Activity: Pull out each line of the data that includes the word "Debug".

(Entries taken from a collection)
·····
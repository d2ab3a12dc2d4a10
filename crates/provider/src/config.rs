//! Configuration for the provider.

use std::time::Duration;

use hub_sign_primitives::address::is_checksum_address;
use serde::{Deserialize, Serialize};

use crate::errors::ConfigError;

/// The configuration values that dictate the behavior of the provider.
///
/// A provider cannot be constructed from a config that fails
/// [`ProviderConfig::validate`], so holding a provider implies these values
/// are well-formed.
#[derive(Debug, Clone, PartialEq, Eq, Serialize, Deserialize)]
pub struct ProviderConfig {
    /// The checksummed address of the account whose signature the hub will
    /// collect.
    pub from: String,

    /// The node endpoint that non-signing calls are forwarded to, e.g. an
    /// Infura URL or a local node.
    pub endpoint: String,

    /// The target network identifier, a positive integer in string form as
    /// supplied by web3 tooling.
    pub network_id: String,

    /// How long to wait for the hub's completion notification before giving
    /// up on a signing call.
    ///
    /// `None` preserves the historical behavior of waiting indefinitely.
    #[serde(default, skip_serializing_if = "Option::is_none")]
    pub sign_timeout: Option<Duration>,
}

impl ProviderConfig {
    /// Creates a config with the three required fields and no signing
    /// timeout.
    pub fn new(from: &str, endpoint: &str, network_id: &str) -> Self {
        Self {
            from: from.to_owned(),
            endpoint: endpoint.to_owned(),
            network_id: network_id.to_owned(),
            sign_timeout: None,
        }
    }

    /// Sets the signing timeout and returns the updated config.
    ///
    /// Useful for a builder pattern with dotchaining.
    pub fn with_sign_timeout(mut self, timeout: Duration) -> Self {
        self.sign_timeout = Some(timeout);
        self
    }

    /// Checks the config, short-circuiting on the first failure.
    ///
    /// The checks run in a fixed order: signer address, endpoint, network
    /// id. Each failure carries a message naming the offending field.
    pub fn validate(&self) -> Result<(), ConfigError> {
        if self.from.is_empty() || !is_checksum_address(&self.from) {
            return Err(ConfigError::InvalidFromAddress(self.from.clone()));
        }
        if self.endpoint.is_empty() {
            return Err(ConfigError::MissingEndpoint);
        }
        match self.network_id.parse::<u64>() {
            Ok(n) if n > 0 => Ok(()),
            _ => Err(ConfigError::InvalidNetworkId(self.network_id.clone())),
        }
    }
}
·····
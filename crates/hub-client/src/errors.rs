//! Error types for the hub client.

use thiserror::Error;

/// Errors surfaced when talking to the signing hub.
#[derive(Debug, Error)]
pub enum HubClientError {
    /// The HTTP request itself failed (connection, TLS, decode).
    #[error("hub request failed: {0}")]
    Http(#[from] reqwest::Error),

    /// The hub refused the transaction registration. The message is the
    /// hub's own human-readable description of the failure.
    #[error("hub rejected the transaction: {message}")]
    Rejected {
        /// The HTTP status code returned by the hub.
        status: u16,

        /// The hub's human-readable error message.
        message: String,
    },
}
·····
Exercise solution:
#[derive(Debug, Clone, PartialEq, Eq, Serialize, Deserialize)]
#[derive(Debug, Error)]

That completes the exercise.